Your goal:
Return all lines from the entries below in which the word "MockDaemon" is present.

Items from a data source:
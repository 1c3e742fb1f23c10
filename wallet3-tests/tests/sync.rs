use std::sync::Arc;

use wallet3_sync::mocks::{self, ChainBuilder, MockDaemon, Registration};
use wallet3_sync::primitives::SubaddressIndex;
use wallet3_sync::storage::InMemoryStorage;
use wallet3_sync::sync::{SyncStatus, Wallet};
use wallet3_tests::{fakechain_config, init_tracing, open_wallet, running_wallet};

#[test]
fn receive_then_spend_across_blocks() {
    let (wallet, daemon) = running_wallet(1);
    let address = wallet.keyring().main_address();
    let mut chain = ChainBuilder::new();

    chain.empty_blocks(1);
    chain.pay(&address, 10);
    chain.block();
    daemon.deliver_blocks(chain.blocks().to_vec());

    assert_eq!(wallet.last_scan_height(), 2);
    assert_eq!(wallet.get_balance().unwrap(), 10);
    let received = wallet.storage().outputs();
    assert_eq!(received.len(), 1);
    assert_eq!(received[0].block_height(), 2);
    assert_eq!(received[0].subaddress(), SubaddressIndex::PRIMARY);

    let key_image = received[0].key_image();
    let spend_hash = chain.spend(&[key_image]);
    daemon.deliver_blocks(vec![chain.block()]);

    assert_eq!(wallet.last_scan_height(), 3);
    assert_eq!(wallet.get_balance().unwrap(), 0);
    let spend = wallet.storage().spend(&key_image).unwrap();
    assert_eq!(spend.height(), 3);
    assert_eq!(spend.tx_hash(), spend_hash);
    assert!(wallet.storage().outputs()[0].spent());
}

#[test]
fn payments_from_strangers_are_ignored() {
    let (wallet, daemon) = running_wallet(1);
    let mut chain = ChainBuilder::new();

    chain.pay(&mocks::keyring(2).main_address(), 500);
    chain.pay(&wallet.keyring().main_address(), 7);
    chain.pay(&mocks::keyring(3).main_address(), 900);
    daemon.deliver_blocks(vec![chain.block()]);

    assert_eq!(wallet.get_balance().unwrap(), 7);
    assert_eq!(wallet.storage().outputs()[0].global_index(), 1);
}

#[test]
fn subaddress_payments_are_attributed() {
    init_tracing();
    let daemon = Arc::new(MockDaemon::new());
    let keyring = Arc::new(mocks::keyring_with_subaddresses(1));
    let wallet = Wallet::new(
        keyring.clone(),
        Arc::new(InMemoryStorage::new()),
        daemon.clone(),
        &fakechain_config(),
    )
    .unwrap();
    wallet.init();

    let index = SubaddressIndex::new(1, 3);
    let mut chain = ChainBuilder::new();
    chain.pay(&keyring.subaddress(index), 40);
    chain.pay(&keyring.main_address(), 2);
    daemon.deliver_blocks(vec![chain.block()]);

    let mut received = wallet.storage().outputs();
    received.sort_by_key(|output| output.amount());
    assert_eq!(received.len(), 2);
    assert_eq!(received[0].subaddress(), SubaddressIndex::PRIMARY);
    assert_eq!(received[1].subaddress(), index);
    assert_eq!(wallet.get_balance().unwrap(), 42);
}

#[test]
fn coinbase_unlocks_later_than_transfers() {
    let (wallet, daemon) = running_wallet(1);
    let address = wallet.keyring().main_address();
    let mut chain = ChainBuilder::new();
    chain.coinbase(&address, 100);
    chain.pay(&address, 1);
    daemon.deliver_blocks(vec![chain.block()]);
    daemon.deliver_blocks(chain.empty_blocks(10));

    assert_eq!(wallet.last_scan_height(), 11);
    assert_eq!(wallet.get_balance().unwrap(), 101);
    assert_eq!(wallet.get_unlocked_balance().unwrap(), 1);

    daemon.deliver_blocks(chain.empty_blocks(20));
    assert_eq!(wallet.get_unlocked_balance().unwrap(), 101);
}

#[test]
fn timestamp_locked_payment_unlocks_at_converted_height() {
    let (wallet, daemon) = running_wallet(1);
    let address = wallet.keyring().main_address();
    let mut chain = ChainBuilder::new();
    // fakechain converts at one second per block: 20 blocks past block 1
    let unlock_time = mocks::GENESIS_TIMESTAMP + mocks::BLOCK_INTERVAL + 20;
    chain.pay_locked(&address, 60, unlock_time);
    chain.pay(&address, 4);
    daemon.deliver_blocks(vec![chain.block()]);

    let locked = wallet
        .storage()
        .outputs()
        .into_iter()
        .find(|output| output.amount() == 60)
        .unwrap();
    assert_eq!(locked.unlock_height(), 21);

    daemon.deliver_blocks(chain.empty_blocks(19));
    assert_eq!(wallet.last_scan_height(), 20);
    assert_eq!(wallet.get_unlocked_balance().unwrap(), 4);

    daemon.deliver_blocks(chain.empty_blocks(1));
    assert_eq!(wallet.get_unlocked_balance().unwrap(), 64);
}

#[test]
fn gaps_are_refilled_after_reregistration() {
    let (wallet, daemon) = running_wallet(1);
    let mut chain = ChainBuilder::new();
    chain.pay(&wallet.keyring().main_address(), 5);
    let blocks: Vec<_> = std::iter::once(chain.block())
        .chain(chain.empty_blocks(5))
        .collect();

    daemon.deliver_blocks(blocks[..2].to_vec());
    daemon.deliver_blocks(blocks[4..].to_vec());
    assert_eq!(wallet.last_scan_height(), 2);
    assert_eq!(
        daemon.last_registration(),
        Some(Registration {
            next_height: 3,
            update_sync_height: true,
            new_wallet: false,
        })
    );

    // the daemon resends from the rewound height
    daemon.deliver_blocks(blocks[2..].to_vec());
    assert_eq!(wallet.last_scan_height(), 6);
    assert_eq!(wallet.get_balance().unwrap(), 5);
    assert_eq!(wallet.status(), SyncStatus::AwaitingBlocks);
}

#[test]
fn session_survives_restart() {
    init_tracing();
    let storage = Arc::new(InMemoryStorage::new());
    let mut chain = ChainBuilder::new();
    let address = mocks::keyring(1).main_address();

    let first_daemon = Arc::new(MockDaemon::new());
    let wallet = open_wallet(1, storage.clone(), first_daemon.clone());
    wallet.init();
    chain.pay(&address, 3);
    first_daemon.deliver_blocks(vec![chain.block()]);
    first_daemon.deliver_blocks(chain.empty_blocks(3));
    wallet.deregister().unwrap();
    assert!(!first_daemon.deliver_blocks(chain.empty_blocks(1)));
    drop(wallet);

    let second_daemon = Arc::new(MockDaemon::new());
    let reopened = open_wallet(1, storage, second_daemon.clone());
    assert_eq!(reopened.status(), SyncStatus::Stopped);
    reopened.init();

    assert_eq!(
        second_daemon.registrations(),
        vec![Registration {
            next_height: 5,
            update_sync_height: true,
            new_wallet: true,
        }]
    );
    second_daemon.deliver_blocks(chain.blocks()[4..].to_vec());
    assert_eq!(reopened.last_scan_height(), 5);
    assert_eq!(reopened.get_balance().unwrap(), 3);
}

Exercise output:
use wallet3_sync::mocks::{self, ChainBuilder, MockDaemon, Registration};
    let daemon = Arc::new(MockDaemon::new());
    let first_daemon = Arc::new(MockDaemon::new());
    let second_daemon = Arc::new(MockDaemon::new());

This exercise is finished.